I'm embarrassed by how long it has taken me to return, for it is a place that is so important to me. Any length of time spent away seems like it must be a mistake.
I often remind American Jews that Israel is a real place, not the make-believe land that they sometimes imagine. It is neither the dangerous place of unending warfare they see on television, nor is it the place where people sleepwalk in constant reverie of their prophetic ancestors. Israel has more than its share of problems, to be sure, but it is a place like any other—complete with traffic congestion, petty crime, and painful disparities between rich and poor. It may be a land founded on a dream, but its present realities can be rather mundane.
Except for this…Israel just happens to be our place, the place of our people. It's the place where the Jewish heart lies and where our identity as a people began. It is where we discover what it means to create a truly Jewish society and the real-world challenges of living up to Jewish values. By pulling Judaism into the world of the here-and-now, Israel forces Judaism to reach even higher to realize its dreams.
I recognize that I, too, am not immune to the bug of creating an Israel of the imagination. Traveling by way of the lofty sky, I realize that I also dream my Israel fictions. I keep thinking about wanting to relive experiences from my first year of rabbinic school in Israel. I think about showing my children those special places and watching them discover them to be their own. Such thoughts along the journey are for clouds. I'd like to arrive on the ground at some point upon reaching my destination.

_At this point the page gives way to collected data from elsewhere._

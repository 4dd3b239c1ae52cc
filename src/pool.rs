use std::{hash::BuildHasher, panic, thread};

use tracing::{debug, warn};

use crate::{
    chunk::{aggregate_chunk, Chunk},
    config::EngineConfig,
    error::Result,
    table::PartialTable,
};

/// Aggregates every chunk on its own scoped thread and returns once all of them are
/// done. Workers only share the read-only `input`, each one owns its table.
///
/// A chunk whose thread can't be spawned is aggregated on the calling thread instead.
/// If any worker fails, the first error is returned and no table is handed back; a
/// worker panic is resumed on the calling thread.
pub fn run_workers<S>(
    input: &[u8],
    chunks: &[Chunk],
    config: &EngineConfig,
) -> Result<Vec<PartialTable<S>>>
where
    S: BuildHasher + Default + Send,
{
    thread::scope(|s| {
        let mut handles = Vec::with_capacity(chunks.len());
        let mut unspawned = Vec::new();
        for (i, &chunk) in chunks.iter().enumerate() {
            let spawned = thread::Builder::new()
                .name(format!("brc-worker-{i}"))
                .spawn_scoped(s, move || aggregate_chunk::<S>(input, chunk, config));
            match spawned {
                Ok(handle) => handles.push(handle),
                Err(e) => {
                    warn!(worker = i, error = %e, "couldn't spawn worker, running its chunk inline");
                    unspawned.push(chunk);
                }
            }
        }
        debug!(spawned = handles.len(), inline = unspawned.len(), "workers started");

        let inline_results = run_inline::<S>(input, &unspawned, config);
        // blocks until every worker has finished
        let joined = handles.into_iter().map(|handle| match handle.join() {
            Ok(result) => result,
            Err(payload) => panic::resume_unwind(payload),
        });
        first_error_or_all(inline_results.into_iter().chain(joined))
    })
}

/// Aggregates `chunks` one after the other on the calling thread.
fn run_inline<S>(
    input: &[u8],
    chunks: &[Chunk],
    config: &EngineConfig,
) -> Vec<Result<PartialTable<S>>>
where
    S: BuildHasher + Default,
{
    chunks
        .iter()
        .map(|&chunk| aggregate_chunk::<S>(input, chunk, config))
        .collect()
}

/// Every table, or the first error if any result failed. All results are consumed
/// either way, so every worker is joined.
fn first_error_or_all<S>(
    results: impl Iterator<Item = Result<PartialTable<S>>>,
) -> Result<Vec<PartialTable<S>>> {
    let mut tables = Vec::new();
    let mut first_error = None;
    for result in results {
        match result {
            Ok(table) => tables.push(table),
            Err(e) => {
                first_error.get_or_insert(e);
            }
        }
    }
    match first_error {
        Some(e) => Err(e),
        None => Ok(tables),
    }
}
//! Row splitting and value parsing for `key;value` records.

use crate::error::MalformedRow;

/// Most fractional digits a value may carry.
pub const MAX_FRACTION_DIGITS: usize = 2;

const SCALE: [f64; MAX_FRACTION_DIGITS + 1] = [1.0, 10.0, 100.0];

/// Splits a record at its first `;`. The value has trailing `\r`/`\n` bytes removed.
/// Returns `None` if the line has no delimiter.
#[inline]
pub fn split_record(line: &[u8]) -> Option<(&[u8], &[u8])> {
    let pos = line.iter().position(|b| *b == b';')?;
    let (key, rest) = line.split_at(pos);
    Some((key, trim_line_end(&rest[1..])))
}

#[inline]
pub fn trim_line_end(mut bytes: &[u8]) -> &[u8] {
    while let [rest @ .., b'\r' | b'\n'] = bytes {
        bytes = rest;
    }
    bytes
}

/// Parses `-?[0-9]*(\.[0-9]*)?` with at most two fractional digits.
///
/// Digits are accumulated into an integer and scaled once at the end, so every value
/// with two or fewer fractional digits comes out as the nearest `f64`, exactly like
/// a general-purpose parser would produce.
///
/// The input is not validated: an empty slice, stray bytes or extra fractional digits
/// trip a debug assertion and produce an unspecified value in release builds.
#[inline]
pub fn parse_value(bytes: &[u8]) -> f64 {
    debug_assert!(!bytes.is_empty(), "empty value field");
    let (negative, digits) = match bytes.split_first() {
        Some((b'-', rest)) => (true, rest),
        _ => (false, bytes),
    };

    let mut acc: u64 = 0;
    let mut fraction_digits = 0usize;
    let mut seen_point = false;
    for &b in digits {
        if b == b'.' {
            seen_point = true;
            continue;
        }
        acc = acc.wrapping_mul(10).wrapping_add(u64::from(b.wrapping_sub(b'0')));
        fraction_digits += usize::from(seen_point);
    }
    debug_assert!(
        fraction_digits <= MAX_FRACTION_DIGITS,
        "value {:?} has more than {MAX_FRACTION_DIGITS} fractional digits",
        String::from_utf8_lossy(bytes)
    );

    let value = acc as f64 / SCALE[fraction_digits.min(MAX_FRACTION_DIGITS)];
    if negative {
        -value
    } else {
        value
    }
}

/// Checked counterpart of [parse_value], used in strict mode.
pub fn try_parse_value(bytes: &[u8]) -> Result<f64, MalformedRow> {
    if bytes.is_empty() {
        return Err(MalformedRow::EmptyValue);
    }
    let digits = bytes.strip_prefix(b"-").unwrap_or(bytes);

    let mut acc: u64 = 0;
    let mut digit_count = 0usize;
    let mut fraction_digits = 0usize;
    let mut seen_point = false;
    for &b in digits {
        match b {
            b'.' if seen_point => return Err(MalformedRow::RepeatedDecimalPoint),
            b'.' => seen_point = true,
            b'0'..=b'9' => {
                acc = acc
                    .checked_mul(10)
                    .and_then(|a| a.checked_add(u64::from(b - b'0')))
                    .ok_or(MalformedRow::Overflow)?;
                digit_count += 1;
                if seen_point {
                    fraction_digits += 1;
                    if fraction_digits > MAX_FRACTION_DIGITS {
                        return Err(MalformedRow::TooManyFractionDigits);
                    }
                }
            }
            other => return Err(MalformedRow::InvalidByte(other)),
        }
    }
    if digit_count == 0 {
        return Err(MalformedRow::NoDigits);
    }

    let value = acc as f64 / SCALE[fraction_digits];
    Ok(if digits.len() < bytes.len() { -value } else { value })
}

I'll do the best I can to keep a journal of my trip on this blog. I want to share with you both Israels— the timeless dream and the gritty reality. Really loving Israel, I think, means staying true to both. The Jewish people and the Land of Israel are, I think, like an old couple who love each other deeply through the memory of the days when love was new, and who love each other even more deeply when they see each other for who they are now. That is how I want to teach my children to love Israel.